### Material supplied
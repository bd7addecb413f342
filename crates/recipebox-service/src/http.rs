use async_trait::async_trait;
use recipebox_core::recipe::{NewRecipe, Recipe, RecipeId};
use reqwest::{Client, StatusCode, Url};
use tracing::debug;

use crate::{RecipeService, ServiceError};

/// Async HTTP client implementation of RecipeService.
/// Talks to any server exposing the `/recipes` resource.
pub struct HttpService {
    base_url: String,
    client: Client,
}

impl HttpService {
    pub fn new(base_url: &str) -> Self {
        let base_url = base_url.trim_end_matches('/').to_string();
        Self {
            base_url,
            client: Client::new(),
        }
    }

    pub fn base_url(&self) -> &str {
        &self.base_url
    }

    fn url(&self, path: &str) -> String {
        format!("{}{path}", self.base_url)
    }

    /// `/recipes/{id}` with the id as a single escaped path segment, so
    /// `/`, `?` and `#` inside a text id stay part of the id.
    fn recipe_url(&self, id: &RecipeId) -> Result<Url, ServiceError> {
        let mut url = Url::parse(&self.url("/recipes")).map_err(|e| {
            ServiceError::Internal(format!("invalid base url {}: {e}", self.base_url))
        })?;
        url.path_segments_mut()
            .map_err(|_| {
                ServiceError::Internal(format!("base url cannot take a path: {}", self.base_url))
            })?
            .push(&id.to_string());
        Ok(url)
    }

    async fn get_json<T: serde::de::DeserializeOwned>(&self, path: &str) -> Result<T, ServiceError> {
        let resp = self
            .client
            .get(self.url(path))
            .send()
            .await
            .map_err(connection_error)?;
        handle_response(resp).await
    }

    async fn post_json<B: serde::Serialize, T: serde::de::DeserializeOwned>(
        &self,
        path: &str,
        body: &B,
    ) -> Result<T, ServiceError> {
        let resp = self
            .client
            .post(self.url(path))
            .json(body)
            .send()
            .await
            .map_err(connection_error)?;
        handle_response(resp).await
    }

    async fn put_json<B: serde::Serialize, T: serde::de::DeserializeOwned>(
        &self,
        url: Url,
        body: &B,
    ) -> Result<T, ServiceError> {
        let resp = self
            .client
            .put(url)
            .json(body)
            .send()
            .await
            .map_err(connection_error)?;
        handle_response(resp).await
    }

    async fn delete_req(&self, url: Url) -> Result<(), ServiceError> {
        let resp = self
            .client
            .delete(url.clone())
            .send()
            .await
            .map_err(connection_error)?;
        let status = resp.status();
        if !status.is_success() {
            return Err(parse_error_with_status(status, resp).await);
        }
        // The confirmation body is informational; servers may also send 204.
        let body = resp.text().await.unwrap_or_default();
        debug!("delete {url} confirmed: {body}");
        Ok(())
    }
}

fn connection_error(e: reqwest::Error) -> ServiceError {
    ServiceError::Internal(format!("connection failed: {e}"))
}

async fn handle_response<T: serde::de::DeserializeOwned>(
    resp: reqwest::Response,
) -> Result<T, ServiceError> {
    let status = resp.status();
    if status.is_success() {
        resp.json::<T>()
            .await
            .map_err(|e| ServiceError::Internal(format!("json decode: {e}")))
    } else {
        Err(parse_error_with_status(status, resp).await)
    }
}

async fn parse_error_with_status(status: StatusCode, resp: reqwest::Response) -> ServiceError {
    let body = resp.text().await.unwrap_or_default();
    let msg = error_message(status, &body);

    if status == StatusCode::NOT_FOUND {
        ServiceError::NotFound(msg)
    } else if status == StatusCode::BAD_REQUEST || status == StatusCode::UNPROCESSABLE_ENTITY {
        ServiceError::InvalidInput(msg)
    } else {
        ServiceError::Http {
            status: status.as_u16(),
            message: msg,
        }
    }
}

/// Pull a human message out of an error body: `{"error": ..}` or
/// `{"detail": ..}` when JSON, the raw text otherwise, and the status
/// reason phrase when the body is empty.
fn error_message(status: StatusCode, body: &str) -> String {
    let from_json = serde_json::from_str::<serde_json::Value>(body)
        .ok()
        .and_then(|v| {
            v["error"]
                .as_str()
                .or_else(|| v["detail"].as_str())
                .map(String::from)
        });
    match from_json {
        Some(msg) => msg,
        None if !body.trim().is_empty() => body.to_string(),
        None => status.canonical_reason().unwrap_or("unknown status").to_string(),
    }
}

#[async_trait]
impl RecipeService for HttpService {
    async fn list_recipes(&self) -> Result<Vec<Recipe>, ServiceError> {
        self.get_json("/recipes").await
    }

    async fn create_recipe(&self, input: &NewRecipe) -> Result<Recipe, ServiceError> {
        self.post_json("/recipes", input).await
    }

    async fn update_recipe(
        &self,
        id: &RecipeId,
        recipe: &Recipe,
    ) -> Result<Recipe, ServiceError> {
        self.put_json(self.recipe_url(id)?, recipe).await
    }

    async fn delete_recipe(&self, id: &RecipeId) -> Result<(), ServiceError> {
        self.delete_req(self.recipe_url(id)?).await
    }
}

#[cfg(test)]
mod tests {
    use super::*;

    #[test]
    fn trailing_slash_is_trimmed() {
        let svc = HttpService::new("http://127.0.0.1:8000/");
        assert_eq!(svc.base_url(), "http://127.0.0.1:8000");
        assert_eq!(svc.url("/recipes"), "http://127.0.0.1:8000/recipes");
    }

    #[test]
    fn recipe_url_escapes_reserved_characters() {
        let svc = HttpService::new("http://127.0.0.1:8000/");
        let url = |id: RecipeId| svc.recipe_url(&id).unwrap().to_string();
        assert_eq!(url(RecipeId::Int(7)), "http://127.0.0.1:8000/recipes/7");
        assert_eq!(url("a/b".into()), "http://127.0.0.1:8000/recipes/a%2Fb");
        assert_eq!(url("x#y".into()), "http://127.0.0.1:8000/recipes/x%23y");
        assert_eq!(url("q?z=1".into()), "http://127.0.0.1:8000/recipes/q%3Fz=1");
    }

    #[test]
    fn recipe_url_keeps_base_path() {
        let svc = HttpService::new("http://example.test/api");
        let url = svc.recipe_url(&RecipeId::Int(3)).unwrap();
        assert_eq!(url.as_str(), "http://example.test/api/recipes/3");
    }

    #[test]
    fn error_message_prefers_json_fields() {
        let msg = error_message(StatusCode::NOT_FOUND, r#"{"error":"recipe 3 not found"}"#);
        assert_eq!(msg, "recipe 3 not found");
        let msg = error_message(StatusCode::NOT_FOUND, r#"{"detail":"Recipe not found"}"#);
        assert_eq!(msg, "Recipe not found");
    }

    #[test]
    fn error_message_falls_back_to_body_then_reason() {
        assert_eq!(error_message(StatusCode::BAD_GATEWAY, "upstream down"), "upstream down");
        assert_eq!(error_message(StatusCode::INTERNAL_SERVER_ERROR, ""), "Internal Server Error");
    }

    #[test]
    fn http_error_display_carries_status() {
        let err = ServiceError::Http {
            status: 503,
            message: "Service Unavailable".into(),
        };
        assert_eq!(err.to_string(), "503 - Service Unavailable");
        assert_eq!(err.status(), Some(503));
    }
}
use std::fmt;

use crate::recipe::{NewRecipe, Recipe};

pub const ADD_LABEL: &str = "Add Recipe";
pub const UPDATE_LABEL: &str = "Update Recipe";

/// Split comma-separated form text into trimmed tokens.
///
/// Empty input gives `[""]`, and interior empty tokens are kept, so
/// `"a,,b"` is `["a", "", "b"]`.
pub fn split_list(text: &str) -> Vec<String> {
    text.split(',').map(|item| item.trim().to_string()).collect()
}

pub fn join_list(tokens: &[String]) -> String {
    tokens.join(", ")
}

#[derive(Debug, Clone, Copy, PartialEq, Eq)]
pub enum FormField {
    Name,
    Ingredients,
    Steps,
    Image,
}

impl FormField {
    pub const ALL: &[FormField] = &[
        FormField::Name,
        FormField::Ingredients,
        FormField::Steps,
        FormField::Image,
    ];

    pub fn display_name(&self) -> &'static str {
        match self {
            FormField::Name => "Name",
            FormField::Ingredients => "Ingredients",
            FormField::Steps => "Steps",
            FormField::Image => "Image URL",
        }
    }

    pub fn next(&self) -> FormField {
        match self {
            FormField::Name => FormField::Ingredients,
            FormField::Ingredients => FormField::Steps,
            FormField::Steps => FormField::Image,
            FormField::Image => FormField::Name,
        }
    }

    pub fn prev(&self) -> FormField {
        match self {
            FormField::Name => FormField::Image,
            FormField::Ingredients => FormField::Name,
            FormField::Steps => FormField::Ingredients,
            FormField::Image => FormField::Steps,
        }
    }
}

impl fmt::Display for FormField {
    fn fmt(&self, f: &mut fmt::Formatter<'_>) -> fmt::Result {
        f.write_str(self.display_name())
    }
}

/// Raw text of the four form inputs.
#[derive(Debug, Clone, Default, PartialEq, Eq)]
pub struct RecipeForm {
    pub name: String,
    pub ingredients: String,
    pub steps: String,
    pub image: String,
}

impl RecipeForm {
    /// Populate the form for editing an existing recipe.
    pub fn from_recipe(recipe: &Recipe) -> Self {
        Self {
            name: recipe.name.clone(),
            ingredients: join_list(&recipe.ingredients),
            steps: join_list(&recipe.steps),
            image: recipe.image.clone(),
        }
    }

    pub fn field(&self, field: FormField) -> &str {
        match field {
            FormField::Name => &self.name,
            FormField::Ingredients => &self.ingredients,
            FormField::Steps => &self.steps,
            FormField::Image => &self.image,
        }
    }

    pub fn field_mut(&mut self, field: FormField) -> &mut String {
        match field {
            FormField::Name => &mut self.name,
            FormField::Ingredients => &mut self.ingredients,
            FormField::Steps => &mut self.steps,
            FormField::Image => &mut self.image,
        }
    }

    pub fn is_empty(&self) -> bool {
        self.name.is_empty()
            && self.ingredients.is_empty()
            && self.steps.is_empty()
            && self.image.is_empty()
    }

    pub fn clear(&mut self) {
        *self = Self::default();
    }

    pub fn to_new_recipe(&self) -> NewRecipe {
        NewRecipe {
            name: self.name.clone(),
            ingredients: split_list(&self.ingredients),
            steps: split_list(&self.steps),
            image: self.image.clone(),
        }
    }

    /// Copy of `recipe` with the form's values applied. The original is
    /// left untouched so a failed update does not corrupt the local list.
    pub fn apply_to(&self, recipe: &Recipe) -> Recipe {
        self.to_new_recipe().with_id(recipe.id.clone())
    }
}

### Requirement
Take every line from the data that contains the word "reqwest".

### Written answer
use reqwest::{Client, StatusCode, Url};
fn connection_error(e: reqwest::Error) -> ServiceError {
    resp: reqwest::Response,
async fn parse_error_with_status(status: StatusCode, resp: reqwest::Response) -> ServiceError {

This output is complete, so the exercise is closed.